Your answer must be an exact copy of the listing below.

──────── Data section ────────

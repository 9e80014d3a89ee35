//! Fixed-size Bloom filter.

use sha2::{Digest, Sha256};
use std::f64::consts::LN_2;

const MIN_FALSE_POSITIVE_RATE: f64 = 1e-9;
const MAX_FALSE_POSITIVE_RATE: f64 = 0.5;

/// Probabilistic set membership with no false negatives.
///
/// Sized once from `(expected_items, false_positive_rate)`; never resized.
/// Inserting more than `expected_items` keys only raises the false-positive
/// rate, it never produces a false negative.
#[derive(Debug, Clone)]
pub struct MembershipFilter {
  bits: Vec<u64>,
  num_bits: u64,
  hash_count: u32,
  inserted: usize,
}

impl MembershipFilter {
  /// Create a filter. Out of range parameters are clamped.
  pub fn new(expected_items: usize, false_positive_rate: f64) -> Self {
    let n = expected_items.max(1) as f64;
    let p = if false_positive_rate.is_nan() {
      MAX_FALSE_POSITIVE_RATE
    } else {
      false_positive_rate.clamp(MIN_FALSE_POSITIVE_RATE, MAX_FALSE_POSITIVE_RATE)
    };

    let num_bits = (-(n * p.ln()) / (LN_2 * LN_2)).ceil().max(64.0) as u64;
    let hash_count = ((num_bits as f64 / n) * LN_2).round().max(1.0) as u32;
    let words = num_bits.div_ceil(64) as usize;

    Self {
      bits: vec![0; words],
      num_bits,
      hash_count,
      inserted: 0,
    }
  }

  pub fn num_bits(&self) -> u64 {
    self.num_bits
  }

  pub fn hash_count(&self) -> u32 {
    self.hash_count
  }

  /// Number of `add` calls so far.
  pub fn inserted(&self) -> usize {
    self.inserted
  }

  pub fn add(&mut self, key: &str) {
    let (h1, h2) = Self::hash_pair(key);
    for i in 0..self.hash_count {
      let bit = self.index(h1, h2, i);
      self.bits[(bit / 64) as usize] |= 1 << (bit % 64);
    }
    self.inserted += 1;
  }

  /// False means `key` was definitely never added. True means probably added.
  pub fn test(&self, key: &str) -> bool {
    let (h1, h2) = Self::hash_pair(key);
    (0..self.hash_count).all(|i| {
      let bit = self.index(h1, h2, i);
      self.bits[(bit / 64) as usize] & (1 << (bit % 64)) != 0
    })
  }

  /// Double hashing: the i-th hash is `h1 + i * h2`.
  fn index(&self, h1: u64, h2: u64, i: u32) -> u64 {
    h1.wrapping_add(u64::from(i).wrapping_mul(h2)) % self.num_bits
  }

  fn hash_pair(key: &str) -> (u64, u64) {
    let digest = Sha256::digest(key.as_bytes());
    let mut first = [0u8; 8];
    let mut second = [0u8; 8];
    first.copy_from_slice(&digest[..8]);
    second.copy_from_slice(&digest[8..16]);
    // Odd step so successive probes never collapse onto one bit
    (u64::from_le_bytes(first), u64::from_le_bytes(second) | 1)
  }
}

────────

Output of the exercise:
repository 9e80014d3a89ee35
//! Fixed-size Bloom filter.

use sha2::{Digest, Sha256};
use std::f64::consts::LN_2;

const MIN_FALSE_POSITIVE_RATE: f64 = 1e-9;
const MAX_FALSE_POSITIVE_RATE: f64 = 0.5;

/// Probabilistic set membership with no false negatives.
///
/// Sized once from `(expected_items, false_positive_rate)`; never resized.
/// Inserting more than `expected_items` keys only raises the false-positive
/// rate, it never produces a false negative.
#[derive(Debug, Clone)]
pub struct MembershipFilter {
  bits: Vec<u64>,
  num_bits: u64,
  hash_count: u32,
  inserted: usize,
}

impl MembershipFilter {
  /// Create a filter. Out of range parameters are clamped.
  pub fn new(expected_items: usize, false_positive_rate: f64) -> Self {
    let n = expected_items.max(1) as f64;
    let p = if false_positive_rate.is_nan() {
      MAX_FALSE_POSITIVE_RATE
    } else {
      false_positive_rate.clamp(MIN_FALSE_POSITIVE_RATE, MAX_FALSE_POSITIVE_RATE)
    };

    let num_bits = (-(n * p.ln()) / (LN_2 * LN_2)).ceil().max(64.0) as u64;
    let hash_count = ((num_bits as f64 / n) * LN_2).round().max(1.0) as u32;
    let words = num_bits.div_ceil(64) as usize;

    Self {
      bits: vec![0; words],
      num_bits,
      hash_count,
      inserted: 0,
    }
  }

  pub fn num_bits(&self) -> u64 {
    self.num_bits
  }

  pub fn hash_count(&self) -> u32 {
    self.hash_count
  }

  /// Number of `add` calls so far.
  pub fn inserted(&self) -> usize {
    self.inserted
  }

  pub fn add(&mut self, key: &str) {
    let (h1, h2) = Self::hash_pair(key);
    for i in 0..self.hash_count {
      let bit = self.index(h1, h2, i);
      self.bits[(bit / 64) as usize] |= 1 << (bit % 64);
    }
    self.inserted += 1;
  }

  /// False means `key` was definitely never added. True means probably added.
  pub fn test(&self, key: &str) -> bool {
    let (h1, h2) = Self::hash_pair(key);
    (0..self.hash_count).all(|i| {
      let bit = self.index(h1, h2, i);
      self.bits[(bit / 64) as usize] & (1 << (bit % 64)) != 0
    })
  }

  /// Double hashing: the i-th hash is `h1 + i * h2`.
  fn index(&self, h1: u64, h2: u64, i: u32) -> u64 {
    h1.wrapping_add(u64::from(i).wrapping_mul(h2)) % self.num_bits
  }

  fn hash_pair(key: &str) -> (u64, u64) {
    let digest = Sha256::digest(key.as_bytes());
    let mut first = [0u8; 8];
    let mut second = [0u8; 8];
    first.copy_from_slice(&digest[..8]);
    second.copy_from_slice(&digest[8..16]);
    // Odd step so successive probes never collapse onto one bit
    (u64::from_le_bytes(first), u64::from_le_bytes(second) | 1)
  }
}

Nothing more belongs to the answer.